▶ **Material supplied**
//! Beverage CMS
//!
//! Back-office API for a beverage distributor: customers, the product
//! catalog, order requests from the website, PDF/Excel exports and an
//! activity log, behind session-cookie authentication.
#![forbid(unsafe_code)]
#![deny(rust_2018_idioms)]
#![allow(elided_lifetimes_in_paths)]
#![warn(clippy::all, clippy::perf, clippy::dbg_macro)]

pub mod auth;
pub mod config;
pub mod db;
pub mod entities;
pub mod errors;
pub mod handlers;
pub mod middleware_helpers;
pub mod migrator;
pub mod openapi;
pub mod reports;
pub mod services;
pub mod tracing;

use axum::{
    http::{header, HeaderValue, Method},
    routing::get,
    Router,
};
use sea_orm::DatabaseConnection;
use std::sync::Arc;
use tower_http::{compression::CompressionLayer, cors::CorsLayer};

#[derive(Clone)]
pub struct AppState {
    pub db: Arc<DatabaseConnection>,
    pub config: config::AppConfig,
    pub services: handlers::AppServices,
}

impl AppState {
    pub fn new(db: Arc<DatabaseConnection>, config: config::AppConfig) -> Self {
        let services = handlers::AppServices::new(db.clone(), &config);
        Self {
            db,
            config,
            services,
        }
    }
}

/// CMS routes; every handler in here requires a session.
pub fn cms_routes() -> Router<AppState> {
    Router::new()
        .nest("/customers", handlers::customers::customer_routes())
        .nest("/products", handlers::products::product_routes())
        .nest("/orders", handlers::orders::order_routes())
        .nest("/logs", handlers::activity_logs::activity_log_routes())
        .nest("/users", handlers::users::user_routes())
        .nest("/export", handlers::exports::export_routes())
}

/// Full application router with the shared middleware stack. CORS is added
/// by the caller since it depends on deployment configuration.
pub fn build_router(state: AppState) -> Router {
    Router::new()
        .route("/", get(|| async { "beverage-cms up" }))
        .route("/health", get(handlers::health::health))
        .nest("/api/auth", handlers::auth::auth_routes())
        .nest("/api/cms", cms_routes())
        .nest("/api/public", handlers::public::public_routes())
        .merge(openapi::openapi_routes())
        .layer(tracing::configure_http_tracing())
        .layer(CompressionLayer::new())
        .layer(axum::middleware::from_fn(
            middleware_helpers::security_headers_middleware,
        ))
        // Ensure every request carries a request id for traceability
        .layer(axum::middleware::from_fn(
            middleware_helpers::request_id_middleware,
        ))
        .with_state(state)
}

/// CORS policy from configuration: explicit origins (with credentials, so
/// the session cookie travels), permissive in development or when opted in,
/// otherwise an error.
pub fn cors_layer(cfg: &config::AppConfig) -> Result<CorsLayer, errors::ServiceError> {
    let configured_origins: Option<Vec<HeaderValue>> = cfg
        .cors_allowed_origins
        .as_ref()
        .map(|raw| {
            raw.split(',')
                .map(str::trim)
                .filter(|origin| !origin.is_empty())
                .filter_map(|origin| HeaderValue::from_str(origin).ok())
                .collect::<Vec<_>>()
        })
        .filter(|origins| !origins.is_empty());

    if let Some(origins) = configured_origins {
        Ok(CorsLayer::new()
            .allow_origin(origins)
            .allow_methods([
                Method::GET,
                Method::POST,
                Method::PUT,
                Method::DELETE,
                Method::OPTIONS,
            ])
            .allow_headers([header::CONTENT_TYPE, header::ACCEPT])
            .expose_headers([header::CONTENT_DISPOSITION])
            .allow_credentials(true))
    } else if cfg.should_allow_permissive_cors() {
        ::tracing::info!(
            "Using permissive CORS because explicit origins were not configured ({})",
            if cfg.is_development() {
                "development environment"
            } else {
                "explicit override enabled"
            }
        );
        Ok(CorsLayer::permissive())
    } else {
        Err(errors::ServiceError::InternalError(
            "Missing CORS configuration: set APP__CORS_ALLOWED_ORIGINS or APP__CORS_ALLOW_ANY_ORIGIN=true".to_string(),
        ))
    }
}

▶ **Problem to work on**
Each record above should be returned exactly as it appears.

▶ **Answer below**
//! Beverage CMS
//!
//! Back-office API for a beverage distributor: customers, the product
//! catalog, order requests from the website, PDF/Excel exports and an
//! activity log, behind session-cookie authentication.
#![forbid(unsafe_code)]
#![deny(rust_2018_idioms)]
#![allow(elided_lifetimes_in_paths)]
#![warn(clippy::all, clippy::perf, clippy::dbg_macro)]

pub mod auth;
pub mod config;
pub mod db;
pub mod entities;
pub mod errors;
pub mod handlers;
pub mod middleware_helpers;
pub mod migrator;
pub mod openapi;
pub mod reports;
pub mod services;
pub mod tracing;

use axum::{
    http::{header, HeaderValue, Method},
    routing::get,
    Router,
};
use sea_orm::DatabaseConnection;
use std::sync::Arc;
use tower_http::{compression::CompressionLayer, cors::CorsLayer};

#[derive(Clone)]
pub struct AppState {
    pub db: Arc<DatabaseConnection>,
    pub config: config::AppConfig,
    pub services: handlers::AppServices,
}

impl AppState {
    pub fn new(db: Arc<DatabaseConnection>, config: config::AppConfig) -> Self {
        let services = handlers::AppServices::new(db.clone(), &config);
        Self {
            db,
            config,
            services,
        }
    }
}

/// CMS routes; every handler in here requires a session.
pub fn cms_routes() -> Router<AppState> {
    Router::new()
        .nest("/customers", handlers::customers::customer_routes())
        .nest("/products", handlers::products::product_routes())
        .nest("/orders", handlers::orders::order_routes())
        .nest("/logs", handlers::activity_logs::activity_log_routes())
        .nest("/users", handlers::users::user_routes())
        .nest("/export", handlers::exports::export_routes())
}

/// Full application router with the shared middleware stack. CORS is added
/// by the caller since it depends on deployment configuration.
pub fn build_router(state: AppState) -> Router {
    Router::new()
        .route("/", get(|| async { "beverage-cms up" }))
        .route("/health", get(handlers::health::health))
        .nest("/api/auth", handlers::auth::auth_routes())
        .nest("/api/cms", cms_routes())
        .nest("/api/public", handlers::public::public_routes())
        .merge(openapi::openapi_routes())
        .layer(tracing::configure_http_tracing())
        .layer(CompressionLayer::new())
        .layer(axum::middleware::from_fn(
            middleware_helpers::security_headers_middleware,
        ))
        // Ensure every request carries a request id for traceability
        .layer(axum::middleware::from_fn(
            middleware_helpers::request_id_middleware,
        ))
        .with_state(state)
}

/// CORS policy from configuration: explicit origins (with credentials, so
/// the session cookie travels), permissive in development or when opted in,
/// otherwise an error.
pub fn cors_layer(cfg: &config::AppConfig) -> Result<CorsLayer, errors::ServiceError> {
    let configured_origins: Option<Vec<HeaderValue>> = cfg
        .cors_allowed_origins
        .as_ref()
        .map(|raw| {
            raw.split(',')
                .map(str::trim)
                .filter(|origin| !origin.is_empty())
                .filter_map(|origin| HeaderValue::from_str(origin).ok())
                .collect::<Vec<_>>()
        })
        .filter(|origins| !origins.is_empty());

    if let Some(origins) = configured_origins {
        Ok(CorsLayer::new()
            .allow_origin(origins)
            .allow_methods([
                Method::GET,
                Method::POST,
                Method::PUT,
                Method::DELETE,
                Method::OPTIONS,
            ])
            .allow_headers([header::CONTENT_TYPE, header::ACCEPT])
            .expose_headers([header::CONTENT_DISPOSITION])
            .allow_credentials(true))
    } else if cfg.should_allow_permissive_cors() {
        ::tracing::info!(
            "Using permissive CORS because explicit origins were not configured ({})",
            if cfg.is_development() {
                "development environment"
            } else {
                "explicit override enabled"
            }
        );
        Ok(CorsLayer::permissive())
    } else {
        Err(errors::ServiceError::InternalError(
            "Missing CORS configuration: set APP__CORS_ALLOWED_ORIGINS or APP__CORS_ALLOW_ANY_ORIGIN=true".to_string(),
        ))
    }
}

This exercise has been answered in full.